Nearly all of the workbenches I’ve built have been in other people’s shops – those that belonged to a school, a friend or an employer. So I’ve always worked with the tools they had. Or I worked under some artificial pretense – building a bench with only hand tools or a certain budget or a time limit.
In fact, I’ve never built an entire workbench in my own dang shop on my own terms.
That fact occurred to me as I was driving home some legs with a sledgehammer. Yes, a sledge. That’s what I prefer to use to drive workbench joints. But when outside of my shop I rarely have one (I usually leave it in my other sledgy pants), and so I make do with mallets, gravity or (no lie) cinder blocks.
What else is different in my shop? The through-mortises in the benchtop. I have cut these every way imaginable, from all-chisel, all-ibuprofen, all-the-time to a Mafell chainsaw mortiser.
In my shop, I take a three-stage approach that works well for me. I bore out most of the waste with an auger. Then I bust up the waste with an electric jigsaw. Using the jigsaw, I kerf all the walls down to my knife lines. The kerfs serve as a guide for my chisel. When the kerfs are chiseled away from the inside of the mortise, the wall is plumb or undercut. Period. End of story.
Today I cut all the mortises for my French oak workbench using this method. Within two hours I was driving the legs in with a sledge. The legs were going to go in on the first test-fit. No lie. Then I thought better of it. After all, getting the legs out of the mortises is much harder.
So I came upstairs and wrote this blog entry.
— Christopher Schwarz
It is funny how sometimes I work different when alone, usually a do what I say not what I do. Relax have a cool beverage.
I think Mr. Roubo just spun in his grave.
Not sure, after drilling two holes he could have taken his ‘scie à débiter’ a 24″ frame saw with a 3/4″ blade and sawn the mortise to the line, done but for the extremities in need a little chisel work.
It has been my experience that just about everything goes together easier when alcohol is the lubricant. Good luck.

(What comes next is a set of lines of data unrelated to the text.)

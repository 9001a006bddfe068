//! HTTP-level integration tests for the `/imports` endpoints.
//!
//! Covers the preview/execute pipeline end to end: mapping suggestion,
//! create-vs-update reconciliation, within-batch dedup, partial failure,
//! batch ledger status, and tenant isolation.

mod common;

use axum::http::StatusCode;
use common::{body_json, build_test_app, get, get_as, get_anonymous, post_json, post_json_as};
use serde_json::json;
use sqlx::PgPool;

// ---------------------------------------------------------------------------
// Test: POST /api/v1/imports/preview parses and suggests a mapping
// ---------------------------------------------------------------------------

#[sqlx::test(migrations = "../db/migrations")]
async fn test_preview_suggests_mapping(pool: PgPool) {
    let app = build_test_app(pool);
    let response = post_json(
        app,
        "/api/v1/imports/preview",
        json!({
            "raw_text": "Asset Tag,Serial Number,Manufacturer,Cost\nA-100,SN-1,Lenovo,1200\nA-101,SN-2,Dell,900"
        }),
    )
    .await;
    assert_eq!(response.status(), StatusCode::OK);

    let body = body_json(response).await;
    let data = &body["data"];
    assert_eq!(
        data["headers"],
        json!(["asset tag", "serial number", "manufacturer", "cost"])
    );
    assert_eq!(data["total_rows"], 2);
    assert_eq!(data["preview_rows"][0]["asset tag"], "A-100");
    assert_eq!(data["suggested_mapping"]["asset tag"], "tag");
    assert_eq!(data["suggested_mapping"]["serial number"], "serial");
    assert_eq!(data["suggested_mapping"]["cost"], "cost");
}

// ---------------------------------------------------------------------------
// Test: preview rejects input without a data row
// ---------------------------------------------------------------------------

#[sqlx::test(migrations = "../db/migrations")]
async fn test_preview_rejects_header_only_input(pool: PgPool) {
    let app = build_test_app(pool);
    let response = post_json(
        app,
        "/api/v1/imports/preview",
        json!({ "raw_text": "tag,serial\n" }),
    )
    .await;
    assert_eq!(response.status(), StatusCode::BAD_REQUEST);

    let body = body_json(response).await;
    assert_eq!(body["code"], "MALFORMED_INPUT");
}

// ---------------------------------------------------------------------------
// Test: execute creates then merges within a single batch
// ---------------------------------------------------------------------------

/// Two rows sharing a tag: the first creates the asset, the second must
/// observe it and merge. The later row's cost wins, and exactly one asset
/// exists afterwards.
#[sqlx::test(migrations = "../db/migrations")]
async fn test_execute_dedups_within_batch(pool: PgPool) {
    let app = build_test_app(pool.clone());
    let response = post_json(
        app,
        "/api/v1/imports",
        json!({
            "source": "csv",
            "rows": [
                {"tag": "A1", "serial": "S1", "cost": "100"},
                {"tag": "A1", "cost": "150"}
            ]
        }),
    )
    .await;
    assert_eq!(response.status(), StatusCode::OK);

    let body = body_json(response).await;
    let data = &body["data"];
    assert_eq!(data["status"], "completed");
    assert_eq!(data["stats"]["total"], 2);
    assert_eq!(data["stats"]["created"], 1);
    assert_eq!(data["stats"]["updated"], 1);
    assert_eq!(data["stats"]["failed"], 0);
    assert!(data["errors"].as_array().unwrap().is_empty());

    let app = build_test_app(pool);
    let list = body_json(get(app, "/api/v1/assets").await).await;
    let assets = list["data"].as_array().unwrap();
    assert_eq!(assets.len(), 1, "both rows must land on one asset");
    assert_eq!(assets[0]["tag"], "A1");
    assert_eq!(assets[0]["serial"], "S1", "merge must not clear the serial");
    assert_eq!(assets[0]["cost"], 150.0);
}

// ---------------------------------------------------------------------------
// Test: re-running the same batch updates instead of duplicating
// ---------------------------------------------------------------------------

#[sqlx::test(migrations = "../db/migrations")]
async fn test_execute_is_idempotent_on_rerun(pool: PgPool) {
    let batch = json!({
        "source": "csv",
        "rows": [
            {"tag": "A1", "model": "", "cost": "100"},
            {"serial": "S9", "notes": "spare"}
        ]
    });

    let first = body_json(
        post_json(build_test_app(pool.clone()), "/api/v1/imports", batch.clone()).await,
    )
    .await;
    assert_eq!(first["data"]["stats"]["created"], 2);

    let second =
        body_json(post_json(build_test_app(pool.clone()), "/api/v1/imports", batch).await).await;
    assert_eq!(second["data"]["stats"]["created"], 0);
    assert_eq!(second["data"]["stats"]["updated"], 2);

    let list = body_json(get(build_test_app(pool), "/api/v1/assets").await).await;
    assert_eq!(list["data"].as_array().unwrap().len(), 2);
}

// ---------------------------------------------------------------------------
// Test: a field mapping renames source columns before reconciliation
// ---------------------------------------------------------------------------

#[sqlx::test(migrations = "../db/migrations")]
async fn test_execute_applies_field_mapping(pool: PgPool) {
    let response = post_json(
        build_test_app(pool.clone()),
        "/api/v1/imports",
        json!({
            "source": "csv",
            "rows": [{"asset tag": "A7", "price": "250"}],
            "field_mapping": {"asset tag": "tag", "price": "cost"}
        }),
    )
    .await;
    assert_eq!(response.status(), StatusCode::OK);

    let list = body_json(get(build_test_app(pool), "/api/v1/assets").await).await;
    let assets = list["data"].as_array().unwrap();
    assert_eq!(assets.len(), 1);
    assert_eq!(assets[0]["tag"], "A7");
    assert_eq!(assets[0]["cost"], 250.0);
}

// ---------------------------------------------------------------------------
// Test: a bad row fails alone; the batch is still completed
// ---------------------------------------------------------------------------

#[sqlx::test(migrations = "../db/migrations")]
async fn test_execute_isolates_row_failures(pool: PgPool) {
    let response = post_json(
        build_test_app(pool.clone()),
        "/api/v1/imports",
        json!({
            "source": "csv",
            "rows": [
                {"tag": "A1", "cost": "not-a-number"},
                {"tag": "A2", "cost": "80"}
            ]
        }),
    )
    .await;
    assert_eq!(response.status(), StatusCode::OK);

    let body = body_json(response).await;
    let data = &body["data"];
    assert_eq!(data["status"], "completed");
    assert_eq!(data["stats"]["created"], 1);
    assert_eq!(data["stats"]["failed"], 1);

    let errors = data["errors"].as_array().unwrap();
    assert_eq!(errors.len(), 1);
    assert!(
        errors[0].as_str().unwrap().starts_with("Row 1:"),
        "error must carry the 1-based row number, got {}",
        errors[0]
    );

    let list = body_json(get(build_test_app(pool), "/api/v1/assets").await).await;
    assert_eq!(list["data"].as_array().unwrap().len(), 1);
}

// ---------------------------------------------------------------------------
// Test: every row failing marks the job failed
// ---------------------------------------------------------------------------

#[sqlx::test(migrations = "../db/migrations")]
async fn test_execute_all_rows_failed_marks_job_failed(pool: PgPool) {
    let response = post_json(
        build_test_app(pool.clone()),
        "/api/v1/imports",
        json!({
            "source": "csv",
            "rows": [
                {"tag": "A1", "cost": "abc"},
                {"tag": "A2", "cost": "xyz"}
            ]
        }),
    )
    .await;
    assert_eq!(response.status(), StatusCode::OK);

    let body = body_json(response).await;
    assert_eq!(body["data"]["status"], "failed");
    assert_eq!(body["data"]["stats"]["failed"], 2);

    // The terminal status is persisted on the job row too.
    let jobs = body_json(get(build_test_app(pool), "/api/v1/imports/jobs").await).await;
    let job = &jobs["data"].as_array().unwrap()[0];
    assert_eq!(job["status"], "failed");
    assert_eq!(job["failed_count"], 2);
}

// ---------------------------------------------------------------------------
// Test: unresolved reference names null out and are counted
// ---------------------------------------------------------------------------

#[sqlx::test(migrations = "../db/migrations")]
async fn test_execute_drops_unresolved_references(pool: PgPool) {
    // Only "Lenovo" exists as a vendor.
    let created = post_json(
        build_test_app(pool.clone()),
        "/api/v1/vendors",
        json!({ "name": "Lenovo" }),
    )
    .await;
    assert_eq!(created.status(), StatusCode::CREATED);

    let response = post_json(
        build_test_app(pool.clone()),
        "/api/v1/imports",
        json!({
            "source": "csv",
            "rows": [
                {"tag": "A1", "vendor": "lenovo"},
                {"tag": "A2", "vendor": "NoSuchCorp"}
            ]
        }),
    )
    .await;
    let body = body_json(response).await;
    assert_eq!(body["data"]["stats"]["created"], 2);
    assert_eq!(body["data"]["stats"]["failed"], 0);
    assert_eq!(body["data"]["unresolved_references"], 1);

    let list = body_json(get(build_test_app(pool), "/api/v1/assets").await).await;
    let assets = list["data"].as_array().unwrap();
    let a1 = assets.iter().find(|a| a["tag"] == "A1").unwrap();
    let a2 = assets.iter().find(|a| a["tag"] == "A2").unwrap();
    assert!(a1["vendor_id"].is_i64(), "case-insensitive resolve must hit");
    assert!(a2["vendor_id"].is_null(), "unknown vendor must null out");
}

// ---------------------------------------------------------------------------
// Test: top-level request validation
// ---------------------------------------------------------------------------

#[sqlx::test(migrations = "../db/migrations")]
async fn test_execute_rejects_empty_rows(pool: PgPool) {
    let response = post_json(
        build_test_app(pool),
        "/api/v1/imports",
        json!({ "source": "csv", "rows": [] }),
    )
    .await;
    assert_eq!(response.status(), StatusCode::BAD_REQUEST);

    let body = body_json(response).await;
    assert_eq!(body["code"], "VALIDATION_ERROR");
}

#[sqlx::test(migrations = "../db/migrations")]
async fn test_execute_requires_source(pool: PgPool) {
    let response = post_json(
        build_test_app(pool),
        "/api/v1/imports",
        json!({ "rows": [{"tag": "A1"}] }),
    )
    .await;
    assert_eq!(response.status(), StatusCode::BAD_REQUEST);

    let body = body_json(response).await;
    assert_eq!(body["code"], "VALIDATION_ERROR");
    assert_eq!(body["error"], "source is required");
}

// ---------------------------------------------------------------------------
// Test: requests without a tenant header are rejected
// ---------------------------------------------------------------------------

#[sqlx::test(migrations = "../db/migrations")]
async fn test_missing_tenant_header_is_unauthorized(pool: PgPool) {
    let response = get_anonymous(build_test_app(pool), "/api/v1/imports/jobs").await;
    assert_eq!(response.status(), StatusCode::UNAUTHORIZED);

    let body = body_json(response).await;
    assert_eq!(body["code"], "UNAUTHORIZED");
}

// ---------------------------------------------------------------------------
// Test: tenants never see each other's assets or jobs
// ---------------------------------------------------------------------------

#[sqlx::test(migrations = "../db/migrations")]
async fn test_tenant_isolation(pool: PgPool) {
    let response = post_json_as(
        build_test_app(pool.clone()),
        "/api/v1/imports",
        json!({ "source": "csv", "rows": [{"tag": "A1"}] }),
        1,
    )
    .await;
    assert_eq!(response.status(), StatusCode::OK);

    let other_assets = body_json(get_as(build_test_app(pool.clone()), "/api/v1/assets", 2).await).await;
    assert!(other_assets["data"].as_array().unwrap().is_empty());

    let other_jobs =
        body_json(get_as(build_test_app(pool), "/api/v1/imports/jobs", 2).await).await;
    assert!(other_jobs["data"].as_array().unwrap().is_empty());
}

// ---------------------------------------------------------------------------
// Test: job listing records stats and source
// ---------------------------------------------------------------------------

#[sqlx::test(migrations = "../db/migrations")]
async fn test_job_listing_reflects_batch(pool: PgPool) {
    post_json(
        build_test_app(pool.clone()),
        "/api/v1/imports",
        json!({
            "source": "hr-feed",
            "rows": [{"tag": "A1"}, {"tag": "A2"}]
        }),
    )
    .await;

    let jobs = body_json(get(build_test_app(pool), "/api/v1/imports/jobs").await).await;
    let data = jobs["data"].as_array().unwrap();
    assert_eq!(data.len(), 1);
    assert_eq!(data[0]["source"], "hr-feed");
    assert_eq!(data[0]["status"], "completed");
    assert_eq!(data[0]["total_rows"], 2);
    assert_eq!(data[0]["created_count"], 2);
    assert_eq!(data[0]["updated_count"], 0);
    assert!(!data[0]["completed_at"].is_null());
}
//! Asset lifecycle status set and warranty clock.
//!
//! Status changes are validated against membership of the fixed ten-state
//! set only. Any-to-any transitions are permitted deliberately: field
//! operations routinely need corrections (e.g. a `lost` asset turning up
//! `in_use`), so no transition graph is enforced.

use chrono::NaiveDate;
use serde::{Deserialize, Serialize};

use crate::error::CoreError;

/// Sentinel returned by [`warranty_days_remaining`] for an expired warranty.
/// Callers must special-case this; it is not a literal day count.
pub const WARRANTY_EXPIRED: i64 = -1;

/// The fixed asset lifecycle status set.
#[derive(Debug, Clone, Copy, PartialEq, Eq, Serialize, Deserialize)]
#[serde(rename_all = "snake_case")]
pub enum AssetStatus {
    Requested,
    Ordered,
    Received,
    InStock,
    Assigned,
    InUse,
    InRepair,
    Lost,
    Retired,
    Disposed,
}

impl AssetStatus {
    /// Return the status name as stored in the database.
    pub fn as_str(&self) -> &'static str {
        match self {
            Self::Requested => "requested",
            Self::Ordered => "ordered",
            Self::Received => "received",
            Self::InStock => "in_stock",
            Self::Assigned => "assigned",
            Self::InUse => "in_use",
            Self::InRepair => "in_repair",
            Self::Lost => "lost",
            Self::Retired => "retired",
            Self::Disposed => "disposed",
        }
    }

    /// Parse a status string. Returns `None` for unknown values.
    pub fn from_str(s: &str) -> Option<Self> {
        match s {
            "requested" => Some(Self::Requested),
            "ordered" => Some(Self::Ordered),
            "received" => Some(Self::Received),
            "in_stock" => Some(Self::InStock),
            "assigned" => Some(Self::Assigned),
            "in_use" => Some(Self::InUse),
            "in_repair" => Some(Self::InRepair),
            "lost" => Some(Self::Lost),
            "retired" => Some(Self::Retired),
            "disposed" => Some(Self::Disposed),
            _ => None,
        }
    }

    /// All valid status values.
    pub const ALL: &'static [&'static str] = &[
        "requested",
        "ordered",
        "received",
        "in_stock",
        "assigned",
        "in_use",
        "in_repair",
        "lost",
        "retired",
        "disposed",
    ];
}

impl std::fmt::Display for AssetStatus {
    fn fmt(&self, f: &mut std::fmt::Formatter<'_>) -> std::fmt::Result {
        f.write_str(self.as_str())
    }
}

/// Default status for assets created without one (e.g. by import).
pub const DEFAULT_STATUS: AssetStatus = AssetStatus::InStock;

/// Validate that `status` is a member of the fixed set.
pub fn validate_status(status: &str) -> Result<AssetStatus, CoreError> {
    AssetStatus::from_str(status).ok_or_else(|| {
        CoreError::InvalidStatus(format!(
            "'{status}' is not a valid asset status (expected one of: {})",
            AssetStatus::ALL.join(", ")
        ))
    })
}

/// Days remaining on a warranty, relative to `today`.
///
/// - `None` when no warranty date is stored (distinct from zero).
/// - [`WARRANTY_EXPIRED`] (`-1`) when `warranty_end` is strictly before
///   `today`, rather than a negative day count.
/// - Otherwise the whole-day difference between the two midnights; a
///   warranty ending today reports `0`.
pub fn warranty_days_remaining(warranty_end: Option<NaiveDate>, today: NaiveDate) -> Option<i64> {
    let end = warranty_end?;
    if end < today {
        return Some(WARRANTY_EXPIRED);
    }
    Some((end - today).num_days())
}

#[cfg(test)]
mod tests {
    use super::*;
    use assert_matches::assert_matches;
    use chrono::Duration;

    fn date(y: i32, m: u32, d: u32) -> NaiveDate {
        NaiveDate::from_ymd_opt(y, m, d).unwrap()
    }

    #[test]
    fn test_status_round_trip() {
        for name in AssetStatus::ALL {
            let status = AssetStatus::from_str(name).unwrap();
            assert_eq!(status.as_str(), *name);
        }
    }

    #[test]
    fn test_status_set_has_ten_states() {
        assert_eq!(AssetStatus::ALL.len(), 10);
    }

    #[test]
    fn test_validate_rejects_unknown_status() {
        assert_matches!(
            validate_status("not_a_status"),
            Err(CoreError::InvalidStatus(_))
        );
    }

    #[test]
    fn test_validate_accepts_every_member() {
        for name in AssetStatus::ALL {
            assert!(validate_status(name).is_ok(), "status: {name}");
        }
    }

    #[test]
    fn test_default_status_is_in_stock() {
        assert_eq!(DEFAULT_STATUS.as_str(), "in_stock");
    }

    #[test]
    fn test_warranty_thirty_days_out() {
        let today = date(2026, 8, 30);
        let end = today + Duration::days(30);
        assert_eq!(warranty_days_remaining(Some(end), today), Some(30));
    }

    #[test]
    fn test_warranty_expired_yesterday_is_sentinel() {
        let today = date(2026, 8, 30);
        let end = today - Duration::days(1);
        assert_eq!(
            warranty_days_remaining(Some(end), today),
            Some(WARRANTY_EXPIRED)
        );
    }

    #[test]
    fn test_warranty_long_expired_is_still_minus_one() {
        let today = date(2026, 8, 30);
        let end = date(2020, 1, 1);
        assert_eq!(warranty_days_remaining(Some(end), today), Some(-1));
    }

    #[test]
    fn test_warranty_ending_today_is_zero() {
        let today = date(2026, 8, 30);
        assert_eq!(warranty_days_remaining(Some(today), today), Some(0));
    }

    #[test]
    fn test_no_warranty_is_none() {
        let today = date(2026, 8, 30);
        assert_eq!(warranty_days_remaining(None, today), None);
    }
}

Are you finished with the mortise?
Yeah. Finished with all the mortises.
Two hours for for leg mortises? Wow, I’m stunned. And slow, apparently. I’ll have to try the jigsaw approach. I’m feeling a vacation day coming on.
Well there goes that hit-a-joint-together-with-your-hat theory.
Hit-with-your-hat is only for draw bored joints… These are “normal” M&Ts, and are structurally dependent on the cheeks mating well, where drawbored M&T’s depend on the pin and the shoulder for their strength…
You have to admit, the Mafell was cool.
how do you get the legs back out of the joint to be able to do the stretcher M&Ts without smashing up the joints you have so carefully done… I am right at this stage now… all the joints are made in the legs and the top (except for a bit of paring of the leg joints as I was being overly cautious with the mortises on the bench and under sized them a bit too much it seems) and I am really agonising over how to go about this test fitting of the legs to the top… getting in I can see is the easy part (even if I have to use a sledge) but getting them out is where I can see the joints getting damaged as I have to bash the joint end to get them out 🙁 any suggestions on how to do this will go a long way to easing my fears 🙂
cheers from Oz
Trevor
It’s actually easy. I was kidding in the blog post above.
Flip the bench over and onto something (anything) that is taller than the bench. A kitchen countertop. A table saw. Whatever.
Put a block of wood onto the tenon that is a wee bit smaller than the tenon. Hit the block of wood with the sledge and the leg will descend. You might have to prop the benchtop up higher (use a 4×4) to get the leg out all the way.
Easy-peasy.
cool… thanks for that Chris… figured that that must have been the way but good to get assurance that it was OK to do it like that… just getting back into woodworking after a long time (far too long) out of it so tend to be stepping into it a bit (too) cautiously 🙂
cheers and thanks again for all your help along this journey
As you know, I chopped mine by hand after drilling out the majority of the waste. In hind sight, would I do that again? I think so. I mean, it was a lot of work, but I had a BIG mallet and it went pretty smoothly. I got some cheap therapy out of it, and quite frankly, I enjoy hard labor. My walls were pretty clean and plumb and the tenons fit pretty well for the most part. I think I would maybe try the jig saw trick to remove a lot of the junk between the holes, that seems like a good idea.
All in all, I think woodworking is a personal journey. Find the path you enjoy taking and casually flip the bird to all the naysayers on the way by. At least that is my philosophy. So glad to see the FORP is still in progress!